Die sich abzeichnenden „echten Einsparungen“ in Höhe von knapp 2 Millionen Euro würden größtenteils durch Einmaleffekte erzielt, deren tatsächliche Realisierbarkeit äußerst fragwürdig erscheine. Darüber hinaus, so Abel, werde nach der „Rasenmähermethode“ gekürzt, was auch stets problematisch sei. Besonders kritisch sehe die SPD-Kreistagsfraktion, dass in nicht unerheblichem Maße Zuschüsse für bürgerschaftliches Engagement in Vereinen und Sozialverbänden gekürzt werden sollen. „Damit wird der Kreis zu einem unzuverlässigen Partner und verhält sich konträr zu seiner eigenen strategischen Zielsetzung, der Förderung ehrenamtlichen Engagements allerhöchste Priorität beizumessen“, betonte Petra Weskamp, ebenfalls stellvertretende Vorsitzende der SPD-Kreistagsfraktion und Vorsitzende des Jugendhilfeausschusses.

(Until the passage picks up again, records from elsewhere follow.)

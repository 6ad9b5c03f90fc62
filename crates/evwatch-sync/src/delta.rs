//! Per-query change detection between two snapshots.

use std::collections::HashMap;

use evwatch_core::{Item, ItemSource};

/// What a saved query gained between the before and after snapshots.
#[derive(Debug, Clone, Default, PartialEq)]
pub struct Delta {
    pub new_items: Vec<Item>,
    pub updated_items: Vec<Item>,
}

impl Delta {
    pub fn is_empty(&self) -> bool {
        self.new_items.is_empty() && self.updated_items.is_empty()
    }
}

type KeyIndex<'a> = HashMap<(ItemSource, &'a str), Vec<&'a Item>>;

fn index_by_key(items: &[Item]) -> KeyIndex<'_> {
    let mut index: KeyIndex<'_> = HashMap::new();
    for item in items {
        index
            .entry((item.source, item.source_id.as_str()))
            .or_default()
            .push(item);
    }
    index
}

fn same_events<'a>(index: &KeyIndex<'a>, item: &Item) -> Vec<&'a Item> {
    index
        .get(&(item.source, item.source_id.as_str()))
        .into_iter()
        .flatten()
        .copied()
        .filter(|candidate| candidate.is_same_event(item))
        .collect()
}

/// Computes the delta of `after` relative to `before`.
///
/// On a query's first notification, an unchanged result set is reported in full as new
/// items so recipients get an initial listing. Both lists are ordered by event start.
pub fn compute_delta(before: &[Item], after: &[Item], first_notification: bool) -> Delta {
    let before_index = index_by_key(before);
    let after_index = index_by_key(after);

    let unchanged_set = before.len() == after.len()
        && before.iter().all(|b| !same_events(&after_index, b).is_empty());

    let mut delta = if first_notification && unchanged_set {
        Delta {
            new_items: after.to_vec(),
            updated_items: Vec::new(),
        }
    } else {
        let mut delta = Delta::default();
        for item in after {
            let same = same_events(&before_index, item);
            if same.is_empty() {
                delta.new_items.push(item.clone());
            } else if same.iter().any(|b| !b.is_fully_equal(item)) {
                delta.updated_items.push(item.clone());
            }
        }
        delta
    };

    delta.new_items.sort_by_key(|i| i.event_start);
    delta.updated_items.sort_by_key(|i| i.event_start);
    delta
}

#[cfg(test)]
mod tests {
    use super::*;
    use chrono::{Duration, TimeZone, Utc};

    fn item(id: &str, day: u32) -> Item {
        let start = Utc.with_ymd_and_hms(2026, 12, day, 17, 0, 0).single().unwrap();
        Item {
            source: ItemSource::Tekna,
            source_id: id.to_string(),
            retrieved_at: start - Duration::days(30),
            event_start: start,
            event_end: start + Duration::hours(3),
            enrollment_deadline: None,
            title: Some(format!("Talk {id}")),
            description: None,
            organizer: None,
            location: None,
            url: None,
            price: Some("100".to_string()),
            tags: None,
            raw_data: None,
        }
    }

    #[test]
    fn unchanged_snapshots_give_empty_delta_after_first_send() {
        let snap = vec![item("1", 5), item("2", 6)];
        assert!(compute_delta(&snap, &snap, false).is_empty());
    }

    #[test]
    fn first_send_with_unchanged_snapshot_reports_everything_as_new() {
        let snap = vec![item("2", 9), item("1", 5)];
        let delta = compute_delta(&snap, &snap, true);
        let ids: Vec<_> = delta.new_items.iter().map(|i| i.source_id.as_str()).collect();
        assert_eq!(ids, vec!["1", "2"]);
        assert!(delta.updated_items.is_empty());
    }

    #[test]
    fn first_send_with_changes_uses_regular_delta() {
        let before = vec![item("1", 5)];
        let after = vec![item("1", 5), item("2", 6)];
        let delta = compute_delta(&before, &after, true);
        assert_eq!(delta.new_items.len(), 1);
        assert_eq!(delta.new_items[0].source_id, "2");
    }

    #[test]
    fn tracked_field_change_is_an_update() {
        let before = vec![item("1", 5)];
        let mut changed = item("1", 5);
        changed.price = Some("150".to_string());
        let delta = compute_delta(&before, &[changed], false);
        assert!(delta.new_items.is_empty());
        assert_eq!(delta.updated_items.len(), 1);
        assert_eq!(delta.updated_items[0].price.as_deref(), Some("150"));
    }

    #[test]
    fn rescheduled_event_counts_as_new() {
        let before = vec![item("1", 5)];
        let mut moved = item("1", 5);
        moved.event_start += Duration::days(2);
        moved.event_end += Duration::days(2);
        let delta = compute_delta(&before, &[moved], false);
        assert_eq!(delta.new_items.len(), 1);
        assert!(delta.updated_items.is_empty());
    }

    #[test]
    fn removed_items_are_not_reported() {
        let before = vec![item("1", 5), item("2", 6)];
        let after = vec![item("1", 5)];
        assert!(compute_delta(&before, &after, false).is_empty());
    }

    #[test]
    fn lists_are_sorted_by_start() {
        let before = vec![item("9", 1)];
        let after = vec![item("3", 20), item("1", 2), item("2", 11)];
        let delta = compute_delta(&before, &after, false);
        let starts: Vec<_> = delta.new_items.iter().map(|i| i.event_start).collect();
        let mut sorted = starts.clone();
        sorted.sort();
        assert_eq!(starts, sorted);
    }

    #[test]
    fn empty_first_snapshot_sends_nothing() {
        assert!(compute_delta(&[], &[], true).is_empty());
    }
}
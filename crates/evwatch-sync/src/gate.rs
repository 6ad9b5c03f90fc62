use std::sync::Arc;

use tokio::sync::{Mutex, OwnedMutexGuard};

/// Process-wide lock that serializes full fetch-reconcile-notify cycles.
///
/// Waiters are admitted in arrival order. Cloning shares the same lock.
#[derive(Debug, Clone, Default)]
pub struct CycleGate {
    inner: Arc<Mutex<()>>,
}

/// Held for the duration of one cycle.
#[derive(Debug)]
pub struct CycleGuard {
    _guard: OwnedMutexGuard<()>,
}

impl CycleGate {
    pub fn new() -> Self {
        Self::default()
    }

    pub async fn enter(&self) -> CycleGuard {
        CycleGuard {
            _guard: Arc::clone(&self.inner).lock_owned().await,
        }
    }

    /// Whether a cycle currently holds the gate.
    pub fn is_busy(&self) -> bool {
        self.inner.try_lock().is_err()
    }
}

#[cfg(test)]
mod tests {
    use super::*;
    use std::time::Duration;

    #[tokio::test]
    async fn second_entrant_waits_for_release() {
        let gate = CycleGate::new();
        let first = gate.enter().await;
        assert!(gate.is_busy());

        let contender = gate.clone();
        let waiter = tokio::spawn(async move {
            let _guard = contender.enter().await;
        });

        tokio::time::sleep(Duration::from_millis(50)).await;
        assert!(!waiter.is_finished());

        drop(first);
        tokio::time::timeout(Duration::from_secs(2), waiter)
            .await
            .expect("waiter admitted")
            .expect("waiter task");
        assert!(!gate.is_busy());
    }
}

„Die SPD-Kreistagsfraktion wird diesen Weg nicht mitgehen“, erklärte Fraktionsvorsitzender Michael Sittler. Die SPD bleibe bei ihrer bereits bei der Verabschiedung des Haushaltes im Dezember 2010 erhobenen Forderung, dass der Kreistag eine fraktionsübergreifende Sparkommission unter Beteiligung auch von Vertretern der kreisangehörigen Städte und Gemeinden einsetzen solle. Diese Kommission müsse dann – unter Beachtung der vom Kreistag vor wenigen Monaten verabschiedeten Leitziele – ausloten, wo tatsächlich Einsparungen möglich sind. „Dabei gehört dann alles auf den Prüfstand, natürlich nicht zuletzt auch die Verwaltungs- und Betriebskosten des Kreises. Unnötige Projekte und Aktivitäten sind einzustellen. Das sind wir den unter der Kostenlast ächzenden Städten und Gemeinden schuldig. Aber es kann nicht sein, dass wir jetzt in einer Nacht- und Nebelaktion schnell irgendwelche Sparaktionen mittragen, deren Auswirkungen vielfach gar nicht hinreichend durchdacht sind“, unterstrich Michael Sittler. Erforderlich sei vielmehr das Anstoßen eines strukturierten Diskussionsprozesses durch Einrichtung der geforderten Sparkommission.